=== Begin Enclosure ===

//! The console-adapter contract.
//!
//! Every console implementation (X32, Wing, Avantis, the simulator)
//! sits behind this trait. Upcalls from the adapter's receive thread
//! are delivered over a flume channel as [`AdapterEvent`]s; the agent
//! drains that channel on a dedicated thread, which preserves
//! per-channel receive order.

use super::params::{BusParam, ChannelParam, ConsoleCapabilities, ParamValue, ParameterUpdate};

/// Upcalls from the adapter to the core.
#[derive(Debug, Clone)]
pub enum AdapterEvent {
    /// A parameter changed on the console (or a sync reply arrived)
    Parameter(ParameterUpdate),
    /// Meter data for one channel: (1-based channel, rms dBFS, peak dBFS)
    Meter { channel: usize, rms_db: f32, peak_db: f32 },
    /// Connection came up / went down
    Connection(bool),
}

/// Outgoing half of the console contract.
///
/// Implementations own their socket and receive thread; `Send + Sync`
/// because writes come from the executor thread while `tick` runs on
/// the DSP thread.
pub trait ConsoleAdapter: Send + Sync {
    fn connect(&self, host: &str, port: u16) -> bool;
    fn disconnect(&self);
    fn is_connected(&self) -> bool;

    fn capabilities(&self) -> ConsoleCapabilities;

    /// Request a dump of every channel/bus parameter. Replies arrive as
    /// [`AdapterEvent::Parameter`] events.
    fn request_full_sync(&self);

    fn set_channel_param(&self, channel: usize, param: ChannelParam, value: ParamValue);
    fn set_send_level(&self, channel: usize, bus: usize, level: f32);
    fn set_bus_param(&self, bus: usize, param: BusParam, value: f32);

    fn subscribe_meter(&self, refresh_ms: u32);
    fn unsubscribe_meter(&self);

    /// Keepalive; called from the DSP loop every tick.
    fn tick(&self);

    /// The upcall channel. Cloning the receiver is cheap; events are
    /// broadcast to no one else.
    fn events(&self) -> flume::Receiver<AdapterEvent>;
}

=== End Enclosure ===
=== Begin Enclosure ===

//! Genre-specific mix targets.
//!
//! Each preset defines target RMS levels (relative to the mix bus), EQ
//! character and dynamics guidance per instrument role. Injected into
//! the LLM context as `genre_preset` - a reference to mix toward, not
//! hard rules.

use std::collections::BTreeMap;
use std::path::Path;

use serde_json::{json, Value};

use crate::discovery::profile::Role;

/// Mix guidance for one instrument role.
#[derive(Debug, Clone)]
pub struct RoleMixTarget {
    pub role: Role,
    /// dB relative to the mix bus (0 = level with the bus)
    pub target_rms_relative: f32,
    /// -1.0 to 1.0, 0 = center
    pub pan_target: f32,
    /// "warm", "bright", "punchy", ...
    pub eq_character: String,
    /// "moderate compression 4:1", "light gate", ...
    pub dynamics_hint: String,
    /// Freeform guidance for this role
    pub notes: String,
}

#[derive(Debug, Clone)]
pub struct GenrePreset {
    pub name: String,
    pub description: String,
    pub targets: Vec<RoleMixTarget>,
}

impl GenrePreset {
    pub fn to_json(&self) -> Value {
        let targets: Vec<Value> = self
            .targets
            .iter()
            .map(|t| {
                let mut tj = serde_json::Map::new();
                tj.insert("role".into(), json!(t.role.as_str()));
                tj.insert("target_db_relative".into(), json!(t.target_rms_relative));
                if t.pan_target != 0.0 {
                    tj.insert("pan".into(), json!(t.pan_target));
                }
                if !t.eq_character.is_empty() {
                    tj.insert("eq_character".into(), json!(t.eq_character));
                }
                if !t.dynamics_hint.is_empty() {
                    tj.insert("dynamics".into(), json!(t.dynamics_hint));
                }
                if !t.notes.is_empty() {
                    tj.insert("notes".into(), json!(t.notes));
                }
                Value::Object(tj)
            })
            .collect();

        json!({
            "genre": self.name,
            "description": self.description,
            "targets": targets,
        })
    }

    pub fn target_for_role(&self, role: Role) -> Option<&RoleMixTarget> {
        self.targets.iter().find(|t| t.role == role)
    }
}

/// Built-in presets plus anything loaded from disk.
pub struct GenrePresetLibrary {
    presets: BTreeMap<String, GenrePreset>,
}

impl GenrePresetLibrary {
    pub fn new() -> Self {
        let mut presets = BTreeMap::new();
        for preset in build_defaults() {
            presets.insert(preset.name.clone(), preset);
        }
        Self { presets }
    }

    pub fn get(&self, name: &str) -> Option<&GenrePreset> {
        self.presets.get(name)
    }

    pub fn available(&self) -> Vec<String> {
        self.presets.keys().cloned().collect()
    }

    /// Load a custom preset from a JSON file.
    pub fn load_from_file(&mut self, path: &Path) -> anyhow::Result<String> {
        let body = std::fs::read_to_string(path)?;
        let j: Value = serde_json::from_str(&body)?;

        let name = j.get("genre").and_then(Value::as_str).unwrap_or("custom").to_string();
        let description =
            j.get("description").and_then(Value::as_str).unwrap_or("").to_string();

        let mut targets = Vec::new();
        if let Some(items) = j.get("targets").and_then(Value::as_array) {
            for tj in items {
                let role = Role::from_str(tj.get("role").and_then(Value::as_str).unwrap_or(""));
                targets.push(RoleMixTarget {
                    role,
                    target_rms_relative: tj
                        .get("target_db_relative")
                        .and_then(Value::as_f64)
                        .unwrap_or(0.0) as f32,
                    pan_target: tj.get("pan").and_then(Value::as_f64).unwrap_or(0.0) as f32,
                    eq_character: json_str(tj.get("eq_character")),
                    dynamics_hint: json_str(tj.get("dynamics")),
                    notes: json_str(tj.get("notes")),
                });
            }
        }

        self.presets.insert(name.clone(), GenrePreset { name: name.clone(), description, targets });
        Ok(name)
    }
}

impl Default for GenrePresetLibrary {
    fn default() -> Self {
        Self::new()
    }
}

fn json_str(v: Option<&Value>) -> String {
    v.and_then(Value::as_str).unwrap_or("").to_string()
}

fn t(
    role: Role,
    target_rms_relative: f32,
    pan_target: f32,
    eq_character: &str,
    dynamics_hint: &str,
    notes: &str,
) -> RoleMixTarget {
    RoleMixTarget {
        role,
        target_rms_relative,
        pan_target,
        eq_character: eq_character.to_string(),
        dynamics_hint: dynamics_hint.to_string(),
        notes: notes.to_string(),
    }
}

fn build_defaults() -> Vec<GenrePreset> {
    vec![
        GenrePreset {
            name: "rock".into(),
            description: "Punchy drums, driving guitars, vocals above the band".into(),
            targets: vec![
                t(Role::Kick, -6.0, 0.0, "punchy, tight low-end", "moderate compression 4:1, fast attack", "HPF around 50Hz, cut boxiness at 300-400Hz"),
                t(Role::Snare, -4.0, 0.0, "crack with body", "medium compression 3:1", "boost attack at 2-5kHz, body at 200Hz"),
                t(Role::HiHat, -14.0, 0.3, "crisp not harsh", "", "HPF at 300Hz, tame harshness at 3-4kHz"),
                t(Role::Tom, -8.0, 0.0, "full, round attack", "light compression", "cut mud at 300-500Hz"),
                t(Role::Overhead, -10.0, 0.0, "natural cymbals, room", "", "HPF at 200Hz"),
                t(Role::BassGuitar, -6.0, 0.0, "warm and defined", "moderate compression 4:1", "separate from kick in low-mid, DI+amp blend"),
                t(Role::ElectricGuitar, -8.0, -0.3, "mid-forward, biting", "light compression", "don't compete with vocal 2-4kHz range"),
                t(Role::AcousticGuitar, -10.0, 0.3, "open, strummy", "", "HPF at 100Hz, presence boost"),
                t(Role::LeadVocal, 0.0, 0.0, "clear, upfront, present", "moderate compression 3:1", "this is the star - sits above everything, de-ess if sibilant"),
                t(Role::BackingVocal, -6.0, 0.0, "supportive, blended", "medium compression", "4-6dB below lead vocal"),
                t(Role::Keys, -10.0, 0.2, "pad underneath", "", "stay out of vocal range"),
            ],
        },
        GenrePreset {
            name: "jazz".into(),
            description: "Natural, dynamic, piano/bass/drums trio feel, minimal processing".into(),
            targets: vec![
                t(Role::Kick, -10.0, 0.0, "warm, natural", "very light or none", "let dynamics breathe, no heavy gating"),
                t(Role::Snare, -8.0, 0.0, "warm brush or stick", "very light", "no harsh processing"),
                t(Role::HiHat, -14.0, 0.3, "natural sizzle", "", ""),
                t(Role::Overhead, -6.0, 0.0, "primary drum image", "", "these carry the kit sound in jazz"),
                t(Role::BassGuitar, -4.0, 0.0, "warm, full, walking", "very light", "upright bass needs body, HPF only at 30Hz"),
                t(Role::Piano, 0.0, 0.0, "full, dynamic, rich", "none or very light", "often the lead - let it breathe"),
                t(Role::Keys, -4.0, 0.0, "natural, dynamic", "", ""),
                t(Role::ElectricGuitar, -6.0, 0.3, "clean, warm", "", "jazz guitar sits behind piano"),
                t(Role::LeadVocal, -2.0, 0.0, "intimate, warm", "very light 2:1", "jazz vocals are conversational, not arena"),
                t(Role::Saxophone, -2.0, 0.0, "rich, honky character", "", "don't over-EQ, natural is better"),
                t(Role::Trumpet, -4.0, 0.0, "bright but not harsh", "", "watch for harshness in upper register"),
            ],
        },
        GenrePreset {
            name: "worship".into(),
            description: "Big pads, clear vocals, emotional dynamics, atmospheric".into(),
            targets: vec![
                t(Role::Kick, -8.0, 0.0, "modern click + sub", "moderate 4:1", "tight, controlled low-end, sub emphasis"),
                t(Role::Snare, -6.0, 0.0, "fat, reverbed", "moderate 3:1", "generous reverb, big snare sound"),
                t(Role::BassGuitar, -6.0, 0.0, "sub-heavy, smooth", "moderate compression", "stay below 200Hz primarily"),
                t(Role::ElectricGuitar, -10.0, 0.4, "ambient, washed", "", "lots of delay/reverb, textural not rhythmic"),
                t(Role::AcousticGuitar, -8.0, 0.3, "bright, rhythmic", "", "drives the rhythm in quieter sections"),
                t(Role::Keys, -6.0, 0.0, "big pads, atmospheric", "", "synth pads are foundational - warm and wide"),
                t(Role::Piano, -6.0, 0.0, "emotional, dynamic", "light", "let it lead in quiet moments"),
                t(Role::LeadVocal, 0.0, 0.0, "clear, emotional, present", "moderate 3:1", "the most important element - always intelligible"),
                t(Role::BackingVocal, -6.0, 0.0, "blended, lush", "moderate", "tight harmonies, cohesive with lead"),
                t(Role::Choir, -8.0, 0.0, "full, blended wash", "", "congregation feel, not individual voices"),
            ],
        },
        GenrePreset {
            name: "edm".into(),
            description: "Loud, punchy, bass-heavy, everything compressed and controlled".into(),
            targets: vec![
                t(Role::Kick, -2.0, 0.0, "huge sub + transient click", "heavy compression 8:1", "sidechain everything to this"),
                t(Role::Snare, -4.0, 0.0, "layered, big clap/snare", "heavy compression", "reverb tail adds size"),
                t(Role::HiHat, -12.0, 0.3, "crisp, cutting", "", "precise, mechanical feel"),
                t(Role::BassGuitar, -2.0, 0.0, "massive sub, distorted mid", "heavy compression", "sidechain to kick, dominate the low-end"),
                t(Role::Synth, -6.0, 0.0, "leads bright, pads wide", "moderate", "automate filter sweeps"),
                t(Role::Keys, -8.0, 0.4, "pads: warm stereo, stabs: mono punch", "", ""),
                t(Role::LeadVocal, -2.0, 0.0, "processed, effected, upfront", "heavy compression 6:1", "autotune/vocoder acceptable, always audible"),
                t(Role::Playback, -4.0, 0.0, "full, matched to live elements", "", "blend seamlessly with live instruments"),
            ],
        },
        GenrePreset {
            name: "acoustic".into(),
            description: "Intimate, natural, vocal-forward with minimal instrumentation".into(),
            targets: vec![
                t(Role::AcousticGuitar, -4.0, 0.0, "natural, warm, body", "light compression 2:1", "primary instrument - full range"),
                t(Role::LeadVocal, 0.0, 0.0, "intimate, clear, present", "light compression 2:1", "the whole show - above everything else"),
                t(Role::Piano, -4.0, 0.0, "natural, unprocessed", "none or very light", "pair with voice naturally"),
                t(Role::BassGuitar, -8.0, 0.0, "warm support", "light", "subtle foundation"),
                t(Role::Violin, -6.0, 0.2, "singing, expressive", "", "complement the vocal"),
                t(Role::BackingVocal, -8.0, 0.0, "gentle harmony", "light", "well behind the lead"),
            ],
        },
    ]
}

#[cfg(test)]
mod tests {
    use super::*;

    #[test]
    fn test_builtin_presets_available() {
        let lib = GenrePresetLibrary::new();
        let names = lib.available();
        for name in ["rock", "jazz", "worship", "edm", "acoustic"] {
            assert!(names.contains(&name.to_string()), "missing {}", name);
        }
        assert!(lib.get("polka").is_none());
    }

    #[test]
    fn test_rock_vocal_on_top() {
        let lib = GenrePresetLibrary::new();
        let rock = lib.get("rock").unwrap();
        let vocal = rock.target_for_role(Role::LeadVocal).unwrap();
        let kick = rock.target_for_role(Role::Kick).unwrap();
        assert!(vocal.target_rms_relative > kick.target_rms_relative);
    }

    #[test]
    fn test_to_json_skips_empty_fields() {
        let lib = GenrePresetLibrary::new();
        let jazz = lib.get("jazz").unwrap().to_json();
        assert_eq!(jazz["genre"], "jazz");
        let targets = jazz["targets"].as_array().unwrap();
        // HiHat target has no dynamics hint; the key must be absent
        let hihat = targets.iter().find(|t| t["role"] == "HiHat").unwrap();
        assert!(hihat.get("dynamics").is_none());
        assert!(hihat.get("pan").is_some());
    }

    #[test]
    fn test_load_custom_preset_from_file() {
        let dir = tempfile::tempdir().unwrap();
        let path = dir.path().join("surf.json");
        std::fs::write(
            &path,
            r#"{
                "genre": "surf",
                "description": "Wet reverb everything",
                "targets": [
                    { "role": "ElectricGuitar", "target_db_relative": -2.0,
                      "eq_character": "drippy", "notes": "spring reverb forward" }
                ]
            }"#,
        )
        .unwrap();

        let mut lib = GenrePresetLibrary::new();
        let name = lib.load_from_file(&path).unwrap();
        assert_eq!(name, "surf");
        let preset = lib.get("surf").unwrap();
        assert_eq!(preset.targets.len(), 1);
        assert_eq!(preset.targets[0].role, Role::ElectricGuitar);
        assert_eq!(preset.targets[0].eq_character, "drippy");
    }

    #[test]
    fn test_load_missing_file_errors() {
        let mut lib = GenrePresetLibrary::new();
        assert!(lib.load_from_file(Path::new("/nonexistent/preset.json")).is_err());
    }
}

=== End Enclosure ===

- Work instruction -
Give the exact lines, and only those, from the line containing "The console-adapter contract." through the line containing "to the core." in the entries above.

- Written response -
//! The console-adapter contract.
//!
//! Every console implementation (X32, Wing, Avantis, the simulator)
//! sits behind this trait. Upcalls from the adapter's receive thread
//! are delivered over a flume channel as [`AdapterEvent`]s; the agent
//! drains that channel on a dedicated thread, which preserves
//! per-channel receive order.

use super::params::{BusParam, ChannelParam, ConsoleCapabilities, ParamValue, ParameterUpdate};

/// Upcalls from the adapter to the core.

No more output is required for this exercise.